When running experiments, is it possible to only run a subset of the examples for faster iteration?
Yes, you can run experiments on a subset of examples using the dry_run parameter in both run_experiment() and evaluate_experiment(). Setting dry_run=True runs one sample, or dry_run=N runs N randomly selected examples, allowing for quick, deterministic testing without processing the full dataset or sending data to the Phoenix server. This is the recommended approach for faster iteration on a subset of your data.For more advanced filtering (e.g., by label or metadata), you would need to pre-filter your dataset before passing it to Phoenix, as there is no built-in experiment API for arbitrary subset selection beyond dry_run. Would you like more detail on how to implement this?Sources: - Phoenix Experiments Quickstart: Dry Run - Phoenix Experiments How-to: Dry Run - Phoenix Experiments GitHub Docs: Dry Run
💡 Hint: Mention RunLLM in the thread for followups.
RunLLM I would still like to track the experiment with the UI/server. Can I prefilter the dataset and pass it to the experiment method, or do I need to reupload it?

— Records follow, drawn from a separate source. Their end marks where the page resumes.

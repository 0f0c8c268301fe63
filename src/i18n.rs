//! # Translation lookup
//!
//! Translations are grouped by language. A language table maps a key either
//! directly to a text, or to a namespace which in turn maps keys to texts:
//!
//! ```json
//! {
//!   "Hello world {name}": "Hallo {name} Welt",
//!   "ns": { "Max length {length}": "Maximale Länge {length}" }
//! }
//! ```
//!
//! Texts may contain `{option}` placeholders. Every occurrence of a
//! placeholder is replaced by the option of that name, or by nothing when the
//! option is missing. Lookups never fail: a missing language, key or namespace
//! falls back to the key itself. In development mode each fallback and every
//! missing or unused option is logged.

use std::{
    collections::{HashMap, HashSet},
    sync::Arc,
};

use lazy_static::lazy_static;
use parking_lot::RwLock;
use regex::Regex;
use serde::{Deserialize, Serialize};
use thiserror::Error;
use tracing::{debug, info, warn};

use crate::{
    event::bus::{Bus, SubscriberId},
    mode::get_mode,
    registry::{Registry, RegistryError},
};

/// Registry identifier of the translation state.
pub const I18N_STORE: &str = "_I18N_STORE";
/// Registry identifier of the bus carrying language changes.
pub const I18N_BUS_NAME: &str = "_I18N_BUS";
/// Topic emitted with the new language whenever it changes.
pub const LANGUAGE_CHANGE_TOPIC: &str = "languageChange";
pub const ENGLISH_ISO2: &str = "en";

lazy_static! {
    static ref VARIABLE_REGEX: Regex = Regex::new(r"\{([^}]*)\}").expect("valid placeholder pattern");
}

#[derive(Debug, Clone, PartialEq, Serialize, Deserialize)]
#[serde(untagged)]
pub enum Entry {
    Text(String),
    Namespace(HashMap<String, String>),
}

/// One language's table.
pub type NamespaceTranslation = HashMap<String, Entry>;

pub type LanguageBus = Bus<String, String>;

#[derive(Debug)]
struct I18nState {
    language: String,
    translations: HashMap<String, NamespaceTranslation>,
}

impl Default for I18nState {
    fn default() -> Self {
        Self {
            language: ENGLISH_ISO2.to_string(),
            translations: HashMap::from([(ENGLISH_ISO2.to_string(), HashMap::new())]),
        }
    }
}

/// Handle on the translations of one registry.
#[derive(Clone)]
pub struct I18n {
    state: Arc<RwLock<I18nState>>,
    bus: Arc<LanguageBus>,
    registry: Arc<Registry>,
}

impl I18n {
    pub fn new(registry: &Arc<Registry>) -> I18nResult<Self> {
        Ok(Self {
            state: registry.get_or_insert_with(I18N_STORE, RwLock::<I18nState>::default)?,
            bus: LanguageBus::shared(registry, I18N_BUS_NAME)?,
            registry: registry.clone(),
        })
    }

    /// Same as [`I18n::new`]; every handle of a registry shares one state.
    pub fn shared(registry: &Arc<Registry>) -> I18nResult<Self> {
        Self::new(registry)
    }

    pub fn global() -> I18nResult<Self> {
        Self::new(&Registry::global())
    }

    pub fn language(&self) -> String {
        self.state.read().language.clone()
    }

    /// Switches the current language and emits [`LANGUAGE_CHANGE_TOPIC`] on the
    /// language bus. The language does not need translations yet.
    pub fn change_language(&self, language: &str) {
        self.state.write().language = language.to_string();
        debug!(language, "Language changed");
        self.bus.emit(LANGUAGE_CHANGE_TOPIC, &language.to_string());
    }

    /// Subscribes to language changes.
    pub fn on_language_change<F>(&self, handler: F) -> SubscriberId
    where
        F: Fn(&String) + Send + Sync + 'static,
    {
        self.bus.on(LANGUAGE_CHANGE_TOPIC, handler)
    }

    pub fn bus(&self) -> &Arc<LanguageBus> {
        &self.bus
    }

    /// Replaces the table of `language`.
    pub fn set_translations(&self, translations: NamespaceTranslation, language: &str) {
        self.state
            .write()
            .translations
            .insert(language.to_string(), translations);
    }

    pub fn has_language(&self, language: &str) -> bool {
        self.state.read().translations.contains_key(language)
    }

    /// Translates a key of the current language that is not in a namespace.
    pub fn t(&self, key: &str, options: &[(&str, &str)]) -> String {
        let lookup = {
            let state = self.state.read();
            match state.translations.get(&state.language) {
                None => Lookup::MissingLanguage(state.language.clone()),
                Some(table) => match table.get(key) {
                    Some(Entry::Text(text)) => Lookup::Found(state.language.clone(), text.clone()),
                    Some(Entry::Namespace(_)) => Lookup::IsNamespace(state.language.clone()),
                    None => Lookup::MissingKey(state.language.clone()),
                },
            }
        };
        self.resolve(None, key, lookup, options)
    }

    /// A translator for the keys of namespace `namespace`.
    ///
    /// # Errors
    ///
    /// `I18nError::UnknownNamespace` if the current language has no such
    /// namespace.
    pub fn namespace(&self, namespace: &str) -> I18nResult<Namespace> {
        let state = self.state.read();
        let known = state
            .translations
            .get(&state.language)
            .and_then(|table| table.get(namespace))
            .is_some_and(|entry| matches!(entry, Entry::Namespace(_)));
        if !known {
            return Err(I18nError::UnknownNamespace {
                language: state.language.clone(),
                namespace: namespace.to_string(),
            });
        }
        Ok(Namespace {
            i18n: self.clone(),
            namespace: namespace.to_string(),
        })
    }

    fn t_namespaced(&self, namespace: &str, key: &str, options: &[(&str, &str)]) -> String {
        let lookup = {
            let state = self.state.read();
            let language = state.language.clone();
            match state.translations.get(&language) {
                None => Lookup::MissingLanguage(language),
                Some(table) => match table.get(namespace) {
                    Some(Entry::Namespace(pairs)) => match pairs.get(key) {
                        Some(text) => Lookup::Found(language, text.clone()),
                        None => Lookup::MissingKey(language),
                    },
                    _ => Lookup::MissingNamespace(language),
                },
            }
        };
        self.resolve(Some(namespace), key, lookup, options)
    }

    fn resolve(
        &self,
        namespace: Option<&str>,
        key: &str,
        lookup: Lookup,
        options: &[(&str, &str)],
    ) -> String {
        let development = get_mode(&self.registry).is_development();
        let ns = namespace.unwrap_or_default();
        let (language, text) = match lookup {
            Lookup::Found(language, text) => (language, text),
            Lookup::MissingLanguage(language) => {
                if development {
                    warn!(lng = %language, "(i18n) Missing language");
                    // Report the options the key itself would need.
                    interpolate(key, options, &language, ns, key, development);
                }
                return key.to_string();
            }
            Lookup::IsNamespace(language) => {
                if development {
                    warn!(lng = %language, key, "(i18n) Key is a namespace");
                }
                return key.to_string();
            }
            Lookup::MissingNamespace(language) => {
                if development {
                    warn!(lng = %language, ns, "(i18n) Missing namespace");
                }
                (language, key.to_string())
            }
            Lookup::MissingKey(language) => {
                if development {
                    warn!(lng = %language, ns, key, "(i18n) Missing key");
                }
                (language, key.to_string())
            }
        };
        interpolate(&text, options, &language, ns, key, development)
    }
}

impl std::fmt::Debug for I18n {
    fn fmt(&self, f: &mut std::fmt::Formatter<'_>) -> std::fmt::Result {
        f.debug_struct("I18n").field("state", &*self.state.read()).finish()
    }
}

/// Translator bound to one namespace. Lookups use the language current at
/// the time of each call.
#[derive(Debug, Clone)]
pub struct Namespace {
    i18n: I18n,
    namespace: String,
}

impl Namespace {
    pub fn name(&self) -> &str {
        &self.namespace
    }

    pub fn t(&self, key: &str, options: &[(&str, &str)]) -> String {
        self.i18n.t_namespaced(&self.namespace, key, options)
    }
}

enum Lookup {
    Found(String, String),
    MissingLanguage(String),
    MissingNamespace(String),
    MissingKey(String),
    IsNamespace(String),
}

fn interpolate(
    text: &str,
    options: &[(&str, &str)],
    language: &str,
    ns: &str,
    key: &str,
    development: bool,
) -> String {
    let mut unused: HashMap<&str, &str> = options.iter().copied().collect();
    let mut seen = HashSet::new();
    let mut translation = text.to_string();

    for captures in VARIABLE_REGEX.captures_iter(text) {
        let name = captures.get(1).map_or("", |m| m.as_str());
        if !seen.insert(name) {
            continue;
        }
        let value = options
            .iter()
            .find(|(option, _)| *option == name)
            .map(|(_, value)| *value);
        if value.is_none() && development {
            warn!(lng = language, ns, key, opt = name, "(i18n) Missing option");
        }
        unused.remove(name);
        translation = translation.replace(&format!("{{{name}}}"), value.unwrap_or_default());
    }

    if development {
        for option in unused.keys() {
            info!(lng = language, ns, key, opt = *option, "(i18n) Unknown option");
        }
    }
    translation
}

#[derive(Error, Debug)]
pub enum I18nError {
    #[error("Unknown namespace {namespace} for language {language}")]
    UnknownNamespace { language: String, namespace: String },

    #[error("I18n registry error: {0}")]
    Registry(#[from] RegistryError),
}

pub type I18nResult<T> = Result<T, I18nError>;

My use-case is something like grading the examples as either "easy" or "hard", and then being able to run either of them alone or both together.
We just released a new feature as of Phoenix 12.7.0 that is purpose built for this use-case called "Dataset Splits". https://arize.com/docs/phoenix/datasets-and-experiments/how-to-experiments/splits The documentation is still a work in progress, however you can select one or more examples in the UI and then assign them to "splits" like "easy" or "hard" and then just run that sets of examples.
More ergonomic improvements are forthcoming
Anthony P. oh nice, that looks perfect! 🙂
my recommendation would be to enter some filter on the data using the search bar (on metadata perhaps) and then select-all of the results and assign them to a split
I will file an issue to support shift-select on the checkboxes, we should definitely have that
Anthony P. can splits be constructed from python?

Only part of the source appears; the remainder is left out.